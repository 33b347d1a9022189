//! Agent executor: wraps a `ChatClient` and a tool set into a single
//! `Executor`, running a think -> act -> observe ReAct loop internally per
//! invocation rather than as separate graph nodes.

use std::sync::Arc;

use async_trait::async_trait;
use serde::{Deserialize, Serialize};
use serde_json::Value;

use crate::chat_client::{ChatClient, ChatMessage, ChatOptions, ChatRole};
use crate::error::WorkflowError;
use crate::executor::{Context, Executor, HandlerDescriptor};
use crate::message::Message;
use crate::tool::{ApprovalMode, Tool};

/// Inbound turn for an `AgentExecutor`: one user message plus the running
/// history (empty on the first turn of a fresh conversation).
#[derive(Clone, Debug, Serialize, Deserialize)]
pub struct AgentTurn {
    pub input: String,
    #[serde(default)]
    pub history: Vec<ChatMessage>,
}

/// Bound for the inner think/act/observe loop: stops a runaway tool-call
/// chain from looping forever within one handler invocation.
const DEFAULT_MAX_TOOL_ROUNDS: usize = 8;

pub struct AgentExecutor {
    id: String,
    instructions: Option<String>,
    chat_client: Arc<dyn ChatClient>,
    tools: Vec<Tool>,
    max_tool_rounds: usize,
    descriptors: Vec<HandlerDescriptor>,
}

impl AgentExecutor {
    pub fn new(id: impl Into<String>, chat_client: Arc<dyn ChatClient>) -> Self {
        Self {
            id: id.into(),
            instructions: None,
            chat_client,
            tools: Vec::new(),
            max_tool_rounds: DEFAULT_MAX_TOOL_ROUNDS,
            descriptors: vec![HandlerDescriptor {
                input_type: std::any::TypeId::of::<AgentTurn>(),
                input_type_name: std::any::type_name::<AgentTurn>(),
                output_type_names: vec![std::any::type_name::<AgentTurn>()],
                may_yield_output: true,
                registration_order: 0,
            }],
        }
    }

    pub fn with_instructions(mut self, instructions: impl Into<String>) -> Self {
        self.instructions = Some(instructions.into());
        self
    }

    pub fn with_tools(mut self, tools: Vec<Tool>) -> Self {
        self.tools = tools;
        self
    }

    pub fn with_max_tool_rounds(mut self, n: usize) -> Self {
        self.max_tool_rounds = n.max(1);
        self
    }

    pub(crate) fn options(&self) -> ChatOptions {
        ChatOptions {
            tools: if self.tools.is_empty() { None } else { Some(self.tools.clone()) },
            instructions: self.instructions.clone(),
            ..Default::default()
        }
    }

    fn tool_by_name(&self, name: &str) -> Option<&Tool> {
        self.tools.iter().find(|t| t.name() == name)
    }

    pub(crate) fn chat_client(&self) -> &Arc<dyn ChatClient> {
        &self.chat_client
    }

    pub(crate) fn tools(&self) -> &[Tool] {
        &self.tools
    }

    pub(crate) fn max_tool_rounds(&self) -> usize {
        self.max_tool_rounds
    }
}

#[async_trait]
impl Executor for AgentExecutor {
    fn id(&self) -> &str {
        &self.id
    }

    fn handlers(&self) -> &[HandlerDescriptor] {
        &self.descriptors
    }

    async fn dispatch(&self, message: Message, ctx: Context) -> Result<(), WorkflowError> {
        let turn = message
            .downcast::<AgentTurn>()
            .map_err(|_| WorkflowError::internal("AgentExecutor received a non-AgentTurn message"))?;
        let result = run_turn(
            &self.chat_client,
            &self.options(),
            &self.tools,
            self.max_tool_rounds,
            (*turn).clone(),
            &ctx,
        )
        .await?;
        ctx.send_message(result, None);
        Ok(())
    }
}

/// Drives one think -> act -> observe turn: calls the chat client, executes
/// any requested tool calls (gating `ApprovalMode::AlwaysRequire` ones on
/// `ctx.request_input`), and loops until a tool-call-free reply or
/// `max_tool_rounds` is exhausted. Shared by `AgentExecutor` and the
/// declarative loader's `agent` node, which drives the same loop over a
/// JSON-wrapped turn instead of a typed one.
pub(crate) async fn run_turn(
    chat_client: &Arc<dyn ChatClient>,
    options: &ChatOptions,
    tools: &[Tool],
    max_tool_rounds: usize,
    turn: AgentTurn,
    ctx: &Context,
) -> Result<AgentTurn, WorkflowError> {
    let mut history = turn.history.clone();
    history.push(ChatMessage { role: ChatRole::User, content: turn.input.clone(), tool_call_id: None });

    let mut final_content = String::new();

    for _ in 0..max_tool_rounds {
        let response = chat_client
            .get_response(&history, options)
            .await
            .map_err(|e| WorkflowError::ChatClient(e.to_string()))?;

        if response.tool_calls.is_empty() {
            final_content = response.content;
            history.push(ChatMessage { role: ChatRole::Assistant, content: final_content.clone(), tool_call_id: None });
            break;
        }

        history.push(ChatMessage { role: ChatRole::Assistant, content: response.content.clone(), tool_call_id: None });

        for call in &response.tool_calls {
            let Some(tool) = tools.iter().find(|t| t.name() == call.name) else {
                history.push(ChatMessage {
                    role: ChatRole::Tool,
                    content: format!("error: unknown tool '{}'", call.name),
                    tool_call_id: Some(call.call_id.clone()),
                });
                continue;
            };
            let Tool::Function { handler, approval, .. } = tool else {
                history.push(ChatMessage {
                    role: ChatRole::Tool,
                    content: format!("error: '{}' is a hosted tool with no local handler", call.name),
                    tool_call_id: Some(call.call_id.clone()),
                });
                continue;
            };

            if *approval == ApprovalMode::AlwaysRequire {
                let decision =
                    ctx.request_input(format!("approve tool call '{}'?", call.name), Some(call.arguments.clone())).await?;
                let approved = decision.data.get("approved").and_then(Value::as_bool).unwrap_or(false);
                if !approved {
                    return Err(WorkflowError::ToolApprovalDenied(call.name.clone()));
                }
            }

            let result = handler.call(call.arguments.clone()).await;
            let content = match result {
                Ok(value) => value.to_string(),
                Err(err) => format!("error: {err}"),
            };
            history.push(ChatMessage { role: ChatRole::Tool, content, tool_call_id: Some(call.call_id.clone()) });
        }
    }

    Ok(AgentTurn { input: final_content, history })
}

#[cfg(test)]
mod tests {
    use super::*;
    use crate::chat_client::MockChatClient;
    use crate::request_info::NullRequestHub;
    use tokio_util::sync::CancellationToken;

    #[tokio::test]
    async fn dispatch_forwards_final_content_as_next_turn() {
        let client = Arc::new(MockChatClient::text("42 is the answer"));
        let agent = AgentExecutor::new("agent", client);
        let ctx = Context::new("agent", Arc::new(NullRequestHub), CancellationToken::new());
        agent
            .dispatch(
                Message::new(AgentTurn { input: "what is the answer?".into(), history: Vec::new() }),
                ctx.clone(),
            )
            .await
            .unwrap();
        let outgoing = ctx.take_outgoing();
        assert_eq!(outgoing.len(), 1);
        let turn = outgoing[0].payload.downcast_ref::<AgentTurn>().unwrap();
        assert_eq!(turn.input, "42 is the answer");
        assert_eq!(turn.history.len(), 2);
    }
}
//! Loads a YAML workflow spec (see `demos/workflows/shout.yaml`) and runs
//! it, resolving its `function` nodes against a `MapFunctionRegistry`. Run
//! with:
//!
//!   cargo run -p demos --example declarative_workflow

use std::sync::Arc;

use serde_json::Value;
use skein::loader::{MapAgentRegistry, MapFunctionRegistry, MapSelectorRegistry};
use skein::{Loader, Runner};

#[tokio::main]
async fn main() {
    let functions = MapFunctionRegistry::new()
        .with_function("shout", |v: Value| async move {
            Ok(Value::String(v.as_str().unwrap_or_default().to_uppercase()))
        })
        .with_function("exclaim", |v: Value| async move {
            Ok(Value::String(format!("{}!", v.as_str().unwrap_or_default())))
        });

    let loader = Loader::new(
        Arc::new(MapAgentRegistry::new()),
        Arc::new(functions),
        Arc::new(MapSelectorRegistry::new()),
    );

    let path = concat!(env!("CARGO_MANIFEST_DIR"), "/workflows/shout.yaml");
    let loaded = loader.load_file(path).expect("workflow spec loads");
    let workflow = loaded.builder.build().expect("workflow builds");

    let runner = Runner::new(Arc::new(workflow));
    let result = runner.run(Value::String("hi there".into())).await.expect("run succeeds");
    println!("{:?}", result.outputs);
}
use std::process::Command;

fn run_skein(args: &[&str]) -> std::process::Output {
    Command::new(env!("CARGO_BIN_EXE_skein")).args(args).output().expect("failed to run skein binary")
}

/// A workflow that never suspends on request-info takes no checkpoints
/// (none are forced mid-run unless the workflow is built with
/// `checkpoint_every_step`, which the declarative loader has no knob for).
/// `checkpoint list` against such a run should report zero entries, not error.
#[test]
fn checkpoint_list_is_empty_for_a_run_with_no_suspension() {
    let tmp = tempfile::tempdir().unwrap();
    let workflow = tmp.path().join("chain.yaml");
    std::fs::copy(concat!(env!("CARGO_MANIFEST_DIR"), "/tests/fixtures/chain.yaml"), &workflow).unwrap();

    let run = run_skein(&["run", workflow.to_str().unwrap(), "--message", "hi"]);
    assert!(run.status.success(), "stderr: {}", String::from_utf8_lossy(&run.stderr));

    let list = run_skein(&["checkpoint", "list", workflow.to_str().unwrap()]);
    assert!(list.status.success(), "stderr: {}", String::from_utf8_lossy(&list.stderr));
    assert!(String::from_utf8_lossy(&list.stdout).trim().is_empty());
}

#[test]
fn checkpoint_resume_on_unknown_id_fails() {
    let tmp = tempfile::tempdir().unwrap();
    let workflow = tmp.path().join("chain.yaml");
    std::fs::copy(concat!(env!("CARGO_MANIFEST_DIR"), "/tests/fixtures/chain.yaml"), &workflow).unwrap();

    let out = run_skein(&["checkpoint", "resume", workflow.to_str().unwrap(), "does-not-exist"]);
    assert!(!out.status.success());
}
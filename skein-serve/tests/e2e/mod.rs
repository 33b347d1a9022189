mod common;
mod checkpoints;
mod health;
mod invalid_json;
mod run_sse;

··········

▶ _WORK INSTRUCTION_
Could you restate, word for word, the lines above from the one with "let result = handler.call(call.arguments.clone()).await;" to the one with "use super::*;", both included?

▶ _WRITTEN ANSWER_
            let result = handler.call(call.arguments.clone()).await;
            let content = match result {
                Ok(value) => value.to_string(),
                Err(err) => format!("error: {err}"),
            };
            history.push(ChatMessage { role: ChatRole::Tool, content, tool_call_id: Some(call.call_id.clone()) });
        }
    }

    Ok(AgentTurn { input: final_content, history })
}

#[cfg(test)]
mod tests {
    use super::*;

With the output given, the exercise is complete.